ドストエフスキーの父は暴君だった。外向きには。小領主(父)の横暴を怒った農奴に父は虐殺される。ま、農民一揆で殺されたわけだ。外面的には、自分の領地の農民に対しては暴君だったことは間違いない。
家庭内ではどうだったか、やはりドメスチック・バイオレンス・パパだったのか。世の中には内面、外面ともに横暴なのがいる。そうかと思うと外面が暴君でも家庭内では徹底的に過保護で息子や娘がどんな法律違反をしても破廉恥なことをしても断固として擁護する父親もいる。
また、外面は柔和だが家庭内では鬼になるのもいる。じゃによって、ドストエフスキーの父は家庭内でも暴君だったか、どうか、問うのである。
ドストエフスキーについては自伝はないようだ。伝記はいくつかあるようだが、研究者向けで図書館か古本屋にいかないと見つかりそうもない、というのがインターネットで見当をつけたところ。
実物を一つも見ていないのでドストの父の家庭内での暴君性の有無は分からない。亀山郁夫氏はカラマーゾフの兄弟には自伝的要素が(一面で)あると書いている。江川卓氏も「謎ときカラマーゾフの兄弟」のなかで同様のことを書いている。DV部分のことなのかどうなのか気になるところである。

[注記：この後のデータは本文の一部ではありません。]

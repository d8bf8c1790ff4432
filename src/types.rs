//! Wire and signing types for the Conveyor protocol.
//!
//! The relay consumes EIP-712 typed-data documents serialized as JSON, so the
//! types here exist in two parallel shapes:
//!
//! - [`sol!`] structs ([`Forwarder`], [`standard_permit::Permit`],
//!   [`allowance_permit::Permit`]) used only to compute the EIP-712 signing
//!   hash. Their names and field order define the type hash the forwarder
//!   contract reconstructs, so they must never drift from the deployed
//!   contract.
//! - Serde types ([`ForwardRequest`], [`PermitAuthorization`],
//!   [`TypedDocument`]) that carry the full message to the relay. A
//!   [`ForwardRequest`] carries two fields (`useOraclePriceFeed`,
//!   `extendCategories`) that the relay needs but that are *not* part of the
//!   signed type.
//!
//! A signature and the document it was computed over always travel together
//! as a [`SignaturePackage`]; neither is ever reconstructed from the other.

use alloy_primitives::{Address, Bytes, Signature, TxHash, U256};
use alloy_sol_types::sol;
use serde::{Deserialize, Serialize};

sol! {
    /// The signed portion of a forward request. The struct name is the
    /// EIP-712 primary type, so it stays `Forwarder` to match the type string
    /// hashed by the deployed forwarder contract.
    struct Forwarder {
        address from;
        address to;
        address feeToken;
        uint256 maxTokenAmount;
        uint256 deadline;
        uint256 nonce;
        bytes data;
    }
}

/// EIP-2612 permit. Lives in its own module so the struct can keep the
/// `Permit` type name the token contract expects.
pub mod standard_permit {
    use alloy_sol_types::sol;

    sol! {
        struct Permit {
            address owner;
            address spender;
            uint256 value;
            uint256 nonce;
            uint256 deadline;
        }
    }
}

/// DAI-style permit: boolean allowance with an `expiry` instead of a value
/// ceiling with a `deadline`. Same `Permit` type name, different fields.
pub mod allowance_permit {
    use alloy_sol_types::sol;

    sol! {
        struct Permit {
            address holder;
            address spender;
            uint256 nonce;
            uint256 expiry;
            bool allowed;
        }
    }
}

/// One authorized call, as the relay receives it. Constructed fresh per call;
/// invalid as soon as the nonce is consumed on-chain or the deadline passes.
#[derive(Debug, Clone, PartialEq, Eq, Serialize, Deserialize)]
#[serde(rename_all = "camelCase")]
pub struct ForwardRequest {
    pub from: Address,
    pub to: Address,
    pub fee_token: Address,
    pub use_oracle_price_feed: bool,
    pub max_token_amount: U256,
    /// Absolute UNIX timestamp after which the forwarder rejects execution.
    pub deadline: U256,
    /// Must equal the forwarder's current nonce for `from` at signing time.
    pub nonce: U256,
    /// Exact encoded call the target executes. Any mutation after signing
    /// invalidates the signature.
    pub data: Bytes,
    pub extend_categories: Vec<U256>,
}

/// EIP-712 domain as serialized into the typed-data document. Binds a
/// signature to exactly one chain and one verifying contract.
#[derive(Debug, Clone, PartialEq, Eq, Serialize, Deserialize)]
#[serde(rename_all = "camelCase")]
pub struct SigningDomain {
    pub name: String,
    pub version: String,
    pub chain_id: U256,
    pub verifying_contract: Address,
}

impl SigningDomain {
    /// Domain with the protocol-wide version `"1"`.
    pub fn new(name: impl Into<String>, chain_id: u64, verifying_contract: Address) -> Self {
        Self {
            name: name.into(),
            version: "1".to_string(),
            chain_id: U256::from(chain_id),
            verifying_contract,
        }
    }
}

/// A single field of an EIP-712 type definition.
#[derive(Debug, Clone, PartialEq, Eq, Serialize, Deserialize)]
pub struct TypedDataField {
    pub name: String,
    #[serde(rename = "type")]
    pub ty: String,
}

impl TypedDataField {
    fn new(name: &str, ty: &str) -> Self {
        Self {
            name: name.to_string(),
            ty: ty.to_string(),
        }
    }
}

/// The `types` section of a typed-data document. Explicit fields instead of a
/// map so serialization order is deterministic and round-trips exactly.
#[derive(Debug, Clone, PartialEq, Eq, Serialize, Deserialize)]
pub struct TypedDataTypes {
    #[serde(rename = "EIP712Domain")]
    pub eip712_domain: Vec<TypedDataField>,
    #[serde(rename = "Forwarder", default, skip_serializing_if = "Option::is_none")]
    pub forwarder: Option<Vec<TypedDataField>>,
    #[serde(rename = "Permit", default, skip_serializing_if = "Option::is_none")]
    pub permit: Option<Vec<TypedDataField>>,
}

impl TypedDataTypes {
    fn domain_type() -> Vec<TypedDataField> {
        vec![
            TypedDataField::new("name", "string"),
            TypedDataField::new("version", "string"),
            TypedDataField::new("chainId", "uint256"),
            TypedDataField::new("verifyingContract", "address"),
        ]
    }

    /// Type section for a forward request document.
    pub fn forwarder() -> Self {
        Self {
            eip712_domain: Self::domain_type(),
            forwarder: Some(vec![
                TypedDataField::new("from", "address"),
                TypedDataField::new("to", "address"),
                TypedDataField::new("feeToken", "address"),
                TypedDataField::new("maxTokenAmount", "uint256"),
                TypedDataField::new("deadline", "uint256"),
                TypedDataField::new("nonce", "uint256"),
                TypedDataField::new("data", "bytes"),
            ]),
            permit: None,
        }
    }

    /// Type section for an EIP-2612 permit document.
    pub fn standard_permit() -> Self {
        Self {
            eip712_domain: Self::domain_type(),
            forwarder: None,
            permit: Some(vec![
                TypedDataField::new("owner", "address"),
                TypedDataField::new("spender", "address"),
                TypedDataField::new("value", "uint256"),
                TypedDataField::new("nonce", "uint256"),
                TypedDataField::new("deadline", "uint256"),
            ]),
        }
    }

    /// Type section for a DAI-style permit document.
    pub fn allowance_permit() -> Self {
        Self {
            eip712_domain: Self::domain_type(),
            forwarder: None,
            permit: Some(vec![
                TypedDataField::new("holder", "address"),
                TypedDataField::new("spender", "address"),
                TypedDataField::new("nonce", "uint256"),
                TypedDataField::new("expiry", "uint256"),
                TypedDataField::new("allowed", "bool"),
            ]),
        }
    }
}

/// A complete EIP-712 typed-data document as sent to the relay.
#[derive(Debug, Clone, PartialEq, Eq, Serialize, Deserialize)]
pub struct TypedDocument<M> {
    pub types: TypedDataTypes,
    pub domain: SigningDomain,
    #[serde(rename = "primaryType")]
    pub primary_type: String,
    pub message: M,
}

/// A token spending authorization, in one of the two permit shapes.
#[derive(Debug, Clone, PartialEq, Eq, Serialize, Deserialize)]
#[serde(untagged)]
pub enum PermitAuthorization {
    Standard(StandardPermit),
    Allowance(AllowancePermit),
}

/// EIP-2612 permit message. `value` is a fixed very-large ceiling rather than
/// the fee amount so one permit covers many future calls without re-signing.
#[derive(Debug, Clone, PartialEq, Eq, Serialize, Deserialize)]
#[serde(rename_all = "camelCase")]
pub struct StandardPermit {
    pub owner: Address,
    pub spender: Address,
    pub value: U256,
    pub nonce: U256,
    pub deadline: U256,
}

/// DAI-style permit message: `allowed = true` with an expiry.
#[derive(Debug, Clone, PartialEq, Eq, Serialize, Deserialize)]
#[serde(rename_all = "camelCase")]
pub struct AllowancePermit {
    pub holder: Address,
    pub spender: Address,
    pub nonce: U256,
    pub expiry: U256,
    pub allowed: bool,
}

/// Allowance ceiling authorized by a standard permit: `10^30` token units.
pub fn permit_ceiling() -> U256 {
    U256::from(10u8).pow(U256::from(30u8))
}

/// A signed typed-data document. The signature was computed over exactly
/// `document`; the pair is never split.
#[derive(Debug, Clone, PartialEq)]
pub struct SignaturePackage<M> {
    pub document: TypedDocument<M>,
    pub signature: Signature,
}

/// The relay's JSON-RPC reply envelope.
#[derive(Debug, Clone, PartialEq, Eq, Serialize, Deserialize)]
pub struct RelayResponse {
    pub id: u64,
    pub jsonrpc: String,
    pub result: RelayOutcome,
}

/// The relay's immediate acknowledgment. `success` here is not the final
/// truth about the forwarded call; see
/// [`ReceiptVerifier`](crate::receipt::ReceiptVerifier).
#[derive(Debug, Clone, PartialEq, Eq, Serialize, Deserialize)]
#[serde(rename_all = "camelCase")]
pub struct RelayOutcome {
    pub success: bool,
    #[serde(default, skip_serializing_if = "Option::is_none")]
    pub error_message: Option<String>,
    #[serde(default, skip_serializing_if = "Option::is_none")]
    pub txn_hash: Option<TxHash>,
}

大体、自伝とか回想録的なものは晩年になってから、はじめて筆を染めるのが普通だから、ドスト最晩年の「カラマーゾフ」になって初めて書く気になったのかもしれない。
生意気な奴は30歳で自伝を書く奴がおるが。
もっともドスト氏が自分の家庭、父をそのまま小説に書くはずはない。そこは神話的構造変換をほどこすであろうがね。